8.8        Severability. If any term, provision, covenant or restriction contained in this Agreement, or any part thereof, is held by a court of competent jurisdiction or any foreign,

 

10



 

 federal, state, county or local government or any other governmental regulatory or administrative agency or authority to be invalid, void, unenforceable or against public policy for any reason, the remainder of the terms, provisions, covenants and restrictions of this Agreement shall remain in full force and effect and in no way shall be affected, impaired or invalidated.

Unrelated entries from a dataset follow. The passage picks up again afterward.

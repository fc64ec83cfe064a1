//! The `scorecalc init` command.

use anyhow::Result;

pub fn execute() -> Result<()> {
    if std::path::Path::new("scorecalc.toml").exists() {
        println!("scorecalc.toml already exists, skipping.");
    } else {
        std::fs::write("scorecalc.toml", SAMPLE_CONFIG)?;
        println!("Created scorecalc.toml");
    }

    std::fs::create_dir_all("score-sheets")?;
    let example_path = std::path::Path::new("score-sheets/example.toml");
    if example_path.exists() {
        println!("score-sheets/example.toml already exists, skipping.");
    } else {
        std::fs::write(example_path, EXAMPLE_SHEET)?;
        println!("Created score-sheets/example.toml");
    }

    println!("\nNext steps:");
    println!("  1. Record your practice tests in score-sheets/example.toml");
    println!("  2. Run: scorecalc validate --sheet score-sheets/example.toml");
    println!("  3. Run: scorecalc run --sheet score-sheets/example.toml --format all");

    Ok(())
}

const SAMPLE_CONFIG: &str = r#"# scorecalc configuration

default_act_variant = "enhanced"
default_sat_variant = "digital"
output_dir = "./scorecalc-results"
decline_threshold = 0
"#;

const EXAMPLE_SHEET: &str = r#"[sheet]
id = "example"
name = "Example Practice Log"
description = "One attempt of each test variant"

[[attempts]]
id = "act-enhanced-1"
name = "Enhanced ACT practice 1"
test = "act"
variant = "enhanced"
tags = ["act"]

[attempts.raw]
english = 25
math = 23
reading = 18
science = 20

[[attempts]]
id = "act-legacy-1"
name = "Legacy ACT practice 1"
test = "act"
variant = "legacy"
tags = ["act"]

[attempts.raw]
english = 38
math = 30
reading = 20
science = 20

[[attempts]]
id = "sat-digital-1"
name = "Digital SAT practice 1"
test = "sat"
variant = "digital"
tags = ["sat"]

[attempts.raw]
rw1 = 14
rw2 = 14
math1 = 11
math2 = 11

[[attempts]]
id = "sat-legacy-1"
name = "Legacy SAT practice 1"
test = "sat"
variant = "legacy"
tags = ["sat"]

[attempts.raw]
reading = 26
writing = 22
math_no_calc = 10
math_calc = 19
"#;
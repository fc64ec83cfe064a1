//! Aggregate statistics over a sheet of estimates.

use std::collections::BTreeMap;

use serde::{Deserialize, Serialize};

use crate::model::Test;
use crate::report::AttemptEstimate;

/// Statistics for every (test, variant) group in a sheet.
#[derive(Debug, Clone, Default, PartialEq, Serialize, Deserialize)]
pub struct SheetStats {
    /// Keyed by "act enhanced", "sat digital", ...
    pub groups: BTreeMap<String, GroupStats>,
}

/// Headline-score statistics for one (test, variant) group.
#[derive(Debug, Clone, PartialEq, Serialize, Deserialize)]
pub struct GroupStats {
    pub test: Test,
    pub variant: String,
    /// Number of attempts in the group.
    pub attempts: usize,
    /// Best composite (ACT) or total (SAT).
    pub best: u32,
    pub worst: u32,
    pub mean: f64,
    /// Attempt ID holding the best score.
    pub best_attempt: String,
}

/// Group estimates by test and variant and summarize their headline scores.
pub fn compute_sheet_stats(estimates: &[AttemptEstimate]) -> SheetStats {
    let mut grouped: BTreeMap<String, Vec<&AttemptEstimate>> = BTreeMap::new();
    for e in estimates {
        grouped.entry(e.input.to_string()).or_default().push(e);
    }

    let groups = grouped
        .into_iter()
        .filter_map(|(key, members)| {
            let first = members.first()?;
            // Earliest attempt wins ties for best.
            let best = members
                .iter()
                .copied()
                .fold(*first, |acc, e| {
                    if e.estimate.headline() > acc.estimate.headline() {
                        e
                    } else {
                        acc
                    }
                });
            let worst = members
                .iter()
                .map(|e| e.estimate.headline())
                .min()
                .unwrap_or(0);
            let sum: u64 = members
                .iter()
                .map(|e| u64::from(e.estimate.headline()))
                .sum();

            let stats = GroupStats {
                test: first.input.test(),
                variant: first.input.variant_name(),
                attempts: members.len(),
                best: best.estimate.headline(),
                worst,
                mean: sum as f64 / members.len() as f64,
                best_attempt: best.attempt_id.clone(),
            };
            Some((key, stats))
        })
        .collect();

    SheetStats { groups }
}

#[cfg(test)]
mod tests {
    use super::*;
    use crate::model::{ScoreInput, Test};

    fn estimate(id: &str, test: Test, variant: &str, raw: [i32; 4]) -> AttemptEstimate {
        let input = ScoreInput::from_parts(test, variant, raw).unwrap();
        AttemptEstimate {
            attempt_id: id.into(),
            name: id.into(),
            input,
            estimate: input.compute(),
        }
    }

    #[test]
    fn groups_by_test_and_variant() {
        let estimates = vec![
            estimate("a1", Test::Act, "enhanced", [25, 23, 18, 20]),
            estimate("a2", Test::Act, "enhanced", [50, 45, 36, 40]),
            estimate("s1", Test::Sat, "digital", [0, 0, 0, 0]),
            estimate("s2", Test::Sat, "legacy", [26, 22, 10, 19]),
        ];
        let stats = compute_sheet_stats(&estimates);
        assert_eq!(stats.groups.len(), 3);

        let act = &stats.groups["act enhanced"];
        assert_eq!(act.attempts, 2);
        assert_eq!(act.best, 36);
        assert_eq!(act.worst, 19);
        assert!((act.mean - 27.5).abs() < f64::EPSILON);
        assert_eq!(act.best_attempt, "a2");

        assert_eq!(stats.groups["sat digital"].best, 400);
        assert_eq!(stats.groups["sat legacy"].best, 1000);
    }

    #[test]
    fn ties_keep_earliest_attempt() {
        let estimates = vec![
            estimate("first", Test::Sat, "digital", [27, 27, 22, 22]),
            estimate("second", Test::Sat, "digital", [27, 27, 22, 22]),
        ];
        let stats = compute_sheet_stats(&estimates);
        assert_eq!(stats.groups["sat digital"].best_attempt, "first");
    }

    #[test]
    fn empty_input() {
        assert!(compute_sheet_stats(&[]).groups.is_empty());
    }
}
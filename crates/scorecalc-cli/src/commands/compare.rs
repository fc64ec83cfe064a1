//! The `scorecalc compare` command.

use std::path::PathBuf;

use anyhow::Result;

use scorecalc_core::report::EstimateReport;

use crate::config::load_config_from;

pub fn execute(
    config_path: Option<PathBuf>,
    baseline_path: PathBuf,
    current_path: PathBuf,
    threshold: Option<u32>,
    fail_on_decline: bool,
    format: String,
) -> Result<()> {
    let threshold = match threshold {
        Some(t) => t,
        None => load_config_from(config_path.as_deref())?.decline_threshold,
    };

    let baseline = EstimateReport::load_json(&baseline_path)?;
    let current = EstimateReport::load_json(&current_path)?;

    let report = current.compare(&baseline, threshold);

    match format.as_str() {
        "markdown" | "md" => {
            println!("{}", report.to_markdown());
        }
        "json" => {
            println!("{}", serde_json::to_string_pretty(&report)?);
        }
        _ => {
            println!(
                "Comparison: {} declines, {} improvements, {} unchanged",
                report.declines.len(),
                report.improvements.len(),
                report.unchanged
            );

            if !report.declines.is_empty() {
                println!("\nDeclines:");
                for d in &report.declines {
                    println!(
                        "  {} ({}) {} -> {} ({:+})",
                        d.attempt_id, d.test, d.baseline_score, d.current_score, d.delta
                    );
                }
            }

            if !report.improvements.is_empty() {
                println!("\nImprovements:");
                for i in &report.improvements {
                    println!(
                        "  {} ({}) {} -> {} ({:+})",
                        i.attempt_id, i.test, i.baseline_score, i.current_score, i.delta
                    );
                }
            }

            if report.new_attempts > 0 {
                println!("\n{} new attempt(s)", report.new_attempts);
            }
            if report.removed_attempts > 0 {
                println!("{} removed attempt(s)", report.removed_attempts);
            }
        }
    }

    if fail_on_decline && report.has_declines() {
        std::process::exit(1);
    }

    Ok(())
}
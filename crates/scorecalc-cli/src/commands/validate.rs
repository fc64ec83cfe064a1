//! The `scorecalc validate` command.

use std::path::PathBuf;

use anyhow::Result;

use scorecalc_core::parser::{load_sheets, validate_score_sheet};

pub fn execute(sheet_path: PathBuf) -> Result<()> {
    let sheets = load_sheets(&sheet_path)?;

    let mut total_warnings = 0;

    for sheet in &sheets {
        println!("Score sheet: {} ({} attempts)", sheet.name, sheet.attempts.len());

        let warnings = validate_score_sheet(sheet);
        for w in &warnings {
            let prefix = w
                .attempt_id
                .as_ref()
                .map(|id| format!("  [{id}]"))
                .unwrap_or_else(|| "  ".to_string());
            println!("{prefix} WARNING: {}", w.message);
        }
        total_warnings += warnings.len();
    }

    if total_warnings == 0 {
        println!("All score sheets valid.");
    } else {
        println!("\n{total_warnings} warning(s) found.");
    }

    Ok(())
}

If any court construes any of the terms, provisions, covenants or restrictions contained in this Agreement, including, without limitation, the Restrictive Covenants, or any part thereof, to be unenforceable because of the duration of such provision or the area covered thereby, such court shall have the power to reduce the duration or area of such provision and, in its reduced form, such provision shall then be enforceable and shall be enforced.

 

11



 

IN WITNESS WHEREOF, the parties have executed this Agreement as of the date first above written.

 

 

BOGEN COMMUNICATIONS INTERNATIONAL, INC.

 

 

 

By:

 /s/ Yoav Stern

 

 

Name: Yoav Stern

 

Title:   Co-Chairman of the Board

 

 

 

 /s/ Michael Fleischer

 

 

Michael Fleischer

 

12



 

EXHIBIT A

 

Vesting Schedule

 

Portion of Option Immediately Vested:

 

56,682 shares

 

 

 

Portion of Option Vesting Cumulatively

 

 

 

on the Last Day of Each Fiscal

 

 

 

Quarter Beginning June 30, 2002

 

 

 

and Ending September 30, 2004(1):

 

 

16,406.8 shares

 


(1)  The option ;may not be exercised for fractional shares.

 

Vesting Schedule–Special Circumstances

 

Notwithstanding the foregoing:

 

(i)                                     in the event of a Change of Control, the unvested portion of the Option shall immediately vest;

 

(ii)                                  in the event that the Executive’s employment under this Agreement is terminated by the Company for any reason other than pursuant to Section 4.3 hereof, the unvested portion of the Option shall vest on the date notice of termination is given to the Executive and shall expire on the sooner of (a) ten (10) years from the date of grant, or (b) one year after the Executive ceases to render services to the Company, either as an employee or as a consultant; and

 

(iii)                               in the event that the Agreement is terminated by the Company pursuant to Section 4.3 hereof, or by reason of the voluntary resignation of the Executive (X) the Option, other than with respect to that portion of the Option which has vested as of or prior to the date of termination, shall be cancelled, and (Y) the portion of the Option vested hereunder shall not expire sooner than the sooner of (a) ten (10) years from the date of grant, or (b) 90 days after the Executive ceases to render services to the Company, either as an employee or as a consultant.